Requirement: Your result should be every line of the records below that contains the word "documents".

+++ Input material

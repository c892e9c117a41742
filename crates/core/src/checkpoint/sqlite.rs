//! SQLite-backed checkpoint store.

use std::path::Path;
use std::sync::{Mutex, MutexGuard};
use std::time::Duration;

use chrono::Utc;
use rusqlite::{params, Connection, OptionalExtension};
use tracing::trace;

use super::{CheckpointError, CheckpointStore};

/// Checkpoint documents in a single key/value table.
pub struct SqliteCheckpointStore {
    conn: Mutex<Connection>,
}

impl SqliteCheckpointStore {
    pub fn new(path: &Path) -> Result<Self, CheckpointError> {
        let conn = Connection::open(path).map_err(|e| CheckpointError::Database(e.to_string()))?;
        Self::initialize_schema(&conn)?;
        Ok(Self {
            conn: Mutex::new(conn),
        })
    }

    /// In-memory store (useful for testing).
    pub fn in_memory() -> Result<Self, CheckpointError> {
        let conn =
            Connection::open_in_memory().map_err(|e| CheckpointError::Database(e.to_string()))?;
        Self::initialize_schema(&conn)?;
        Ok(Self {
            conn: Mutex::new(conn),
        })
    }

    fn initialize_schema(conn: &Connection) -> Result<(), CheckpointError> {
        conn.busy_timeout(Duration::from_secs(5))
            .map_err(|e| CheckpointError::Database(e.to_string()))?;
        conn.execute_batch(
            r#"
            CREATE TABLE IF NOT EXISTS checkpoints (
                key TEXT PRIMARY KEY,
                body TEXT NOT NULL,
                updated_at TEXT NOT NULL
            );
            "#,
        )
        .map_err(|e| CheckpointError::Database(e.to_string()))?;

        Ok(())
    }

    fn lock(&self) -> Result<MutexGuard<'_, Connection>, CheckpointError> {
        self.conn
            .lock()
            .map_err(|_| CheckpointError::Database("connection lock poisoned".to_string()))
    }
}

impl CheckpointStore for SqliteCheckpointStore {
    fn load_document(&self, key: &str) -> Result<Option<String>, CheckpointError> {
        let conn = self.lock()?;
        conn.query_row(
            "SELECT body FROM checkpoints WHERE key = ?",
            params![key],
            |row| row.get(0),
        )
        .optional()
        .map_err(|e| CheckpointError::Database(e.to_string()))
    }

    fn save_document(&self, key: &str, body: &str) -> Result<(), CheckpointError> {
        let conn = self.lock()?;
        conn.execute(
            "INSERT INTO checkpoints (key, body, updated_at) VALUES (?, ?, ?)
             ON CONFLICT(key) DO UPDATE SET body = excluded.body, updated_at = excluded.updated_at",
            params![key, body, Utc::now().to_rfc3339()],
        )
        .map_err(|e| CheckpointError::Database(e.to_string()))?;

        trace!(key, bytes = body.len(), "Checkpoint saved");
        Ok(())
    }
}
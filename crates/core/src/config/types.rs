use serde::{Deserialize, Serialize};
use std::net::{IpAddr, Ipv4Addr};
use std::path::PathBuf;

use crate::acquisition::AcquisitionConfig;
use crate::autopilot::AutopilotConfig;
use crate::generator::{GeminiConfig, OpenAiConfig, RetryConfig};
use crate::stock::FreepikConfig;

/// Root configuration
#[derive(Debug, Clone, Default, Deserialize, Serialize)]
pub struct Config {
    #[serde(default)]
    pub server: ServerConfig,
    #[serde(default)]
    pub database: DatabaseConfig,
    #[serde(default)]
    pub library: LibraryConfig,
    #[serde(default)]
    pub providers: ProvidersConfig,
    /// Stock catalog credentials. Bulk acquisition is unavailable without it.
    #[serde(default)]
    pub stock: Option<FreepikConfig>,
    #[serde(default)]
    pub retry: RetryConfig,
    #[serde(default)]
    pub autopilot: AutopilotConfig,
    #[serde(default)]
    pub acquisition: AcquisitionConfig,
}

/// Server configuration
#[derive(Debug, Clone, Deserialize, Serialize)]
pub struct ServerConfig {
    #[serde(default = "default_host")]
    pub host: IpAddr,
    #[serde(default = "default_port")]
    pub port: u16,
}

impl Default for ServerConfig {
    fn default() -> Self {
        Self {
            host: default_host(),
            port: default_port(),
        }
    }
}

fn default_host() -> IpAddr {
    IpAddr::V4(Ipv4Addr::UNSPECIFIED)
}

fn default_port() -> u16 {
    8080
}

/// Database configuration (library index and checkpoint documents).
#[derive(Debug, Clone, Deserialize, Serialize)]
pub struct DatabaseConfig {
    #[serde(default = "default_db_path")]
    pub path: PathBuf,
}

impl Default for DatabaseConfig {
    fn default() -> Self {
        Self {
            path: default_db_path(),
        }
    }
}

fn default_db_path() -> PathBuf {
    PathBuf::from("mirage.db")
}

/// Where image files are written.
#[derive(Debug, Clone, Deserialize, Serialize)]
pub struct LibraryConfig {
    #[serde(default = "default_library_root")]
    pub root: PathBuf,
}

impl Default for LibraryConfig {
    fn default() -> Self {
        Self {
            root: default_library_root(),
        }
    }
}

fn default_library_root() -> PathBuf {
    PathBuf::from("data/library")
}

/// Generation provider credentials. Either may be absent.
#[derive(Debug, Clone, Default, Deserialize, Serialize)]
pub struct ProvidersConfig {
    #[serde(default)]
    pub gemini: Option<GeminiConfig>,
    #[serde(default)]
    pub openai: Option<OpenAiConfig>,
}

/// Sanitized config for API responses (secrets redacted)
#[derive(Debug, Clone, Serialize)]
pub struct SanitizedConfig {
    pub server: ServerConfig,
    pub database: DatabaseConfig,
    pub library: LibraryConfig,
    pub providers: SanitizedProvidersConfig,
    #[serde(skip_serializing_if = "Option::is_none")]
    pub stock: Option<SanitizedStockConfig>,
    pub retry: RetryConfig,
    pub autopilot: AutopilotConfig,
    pub acquisition: AcquisitionConfig,
}

#[derive(Debug, Clone, Serialize)]
pub struct SanitizedProvidersConfig {
    #[serde(skip_serializing_if = "Option::is_none")]
    pub gemini: Option<SanitizedProviderConfig>,
    #[serde(skip_serializing_if = "Option::is_none")]
    pub openai: Option<SanitizedProviderConfig>,
}

/// Provider config with the API key hidden.
#[derive(Debug, Clone, Serialize)]
pub struct SanitizedProviderConfig {
    pub model: String,
    pub api_key_configured: bool,
}

/// Stock catalog config with the API key hidden.
#[derive(Debug, Clone, Serialize)]
pub struct SanitizedStockConfig {
    pub base_url: String,
    pub api_key_configured: bool,
    pub timeout_secs: u64,
}

impl From<&Config> for SanitizedConfig {
    fn from(config: &Config) -> Self {
        Self {
            server: config.server.clone(),
            database: config.database.clone(),
            library: config.library.clone(),
            providers: SanitizedProvidersConfig {
                gemini: config.providers.gemini.as_ref().map(|g| SanitizedProviderConfig {
                    model: g.model.clone(),
                    api_key_configured: !g.api_key.is_empty(),
                }),
                openai: config.providers.openai.as_ref().map(|o| SanitizedProviderConfig {
                    model: o.model.clone(),
                    api_key_configured: !o.api_key.is_empty(),
                }),
            },
            stock: config.stock.as_ref().map(|s| SanitizedStockConfig {
                base_url: s.base_url.clone(),
                api_key_configured: !s.api_key.is_empty(),
                timeout_secs: s.timeout_secs,
            }),
            retry: config.retry.clone(),
            autopilot: config.autopilot.clone(),
            acquisition: config.acquisition.clone(),
        }
    }
}

#[cfg(test)]
mod tests {
    use super::*;

    #[test]
    fn test_deserialize_server_section() {
        let toml = r#"
[server]
host = "127.0.0.1"
port = 9000
"#;
        let config: Config = toml::from_str(toml).unwrap();
        assert_eq!(config.server.port, 9000);
        assert_eq!(config.server.host.to_string(), "127.0.0.1");
    }

    #[test]
    fn test_deserialize_with_defaults() {
        let config: Config = toml::from_str("").unwrap();
        assert_eq!(config.server.port, 8080);
        assert_eq!(config.server.host.to_string(), "0.0.0.0");
        assert_eq!(config.database.path.to_str().unwrap(), "mirage.db");
        assert_eq!(config.library.root.to_str().unwrap(), "data/library");
        assert!(config.providers.gemini.is_none());
        assert!(config.providers.openai.is_none());
        assert_eq!(config.retry.max_attempts, 3);
    }

    #[test]
    fn test_deserialize_providers() {
        let toml = r#"
[providers.gemini]
api_key = "g-key"

[providers.openai]
api_key = "o-key"
model = "gpt-image-1-mini"
"#;
        let config: Config = toml::from_str(toml).unwrap();
        let gemini = config.providers.gemini.unwrap();
        assert_eq!(gemini.api_key, "g-key");
        assert_eq!(gemini.model, "gemini-2.5-flash-image");
        let openai = config.providers.openai.unwrap();
        assert_eq!(openai.model, "gpt-image-1-mini");
    }

    #[test]
    fn test_sanitized_config_hides_keys() {
        let toml = r#"
[providers.gemini]
api_key = "secret-gemini"

[stock]
api_key = "secret-stock"
"#;
        let config: Config = toml::from_str(toml).unwrap();
        let sanitized = SanitizedConfig::from(&config);

        let json = serde_json::to_string(&sanitized).unwrap();
        assert!(!json.contains("secret-gemini"));
        assert!(!json.contains("secret-stock"));

        assert!(sanitized.providers.gemini.unwrap().api_key_configured);
        assert!(sanitized.providers.openai.is_none());
        assert!(sanitized.stock.unwrap().api_key_configured);
    }
}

++++++

Written reply:
/// Checkpoint documents in a single key/value table.
/// Database configuration (library index and checkpoint documents).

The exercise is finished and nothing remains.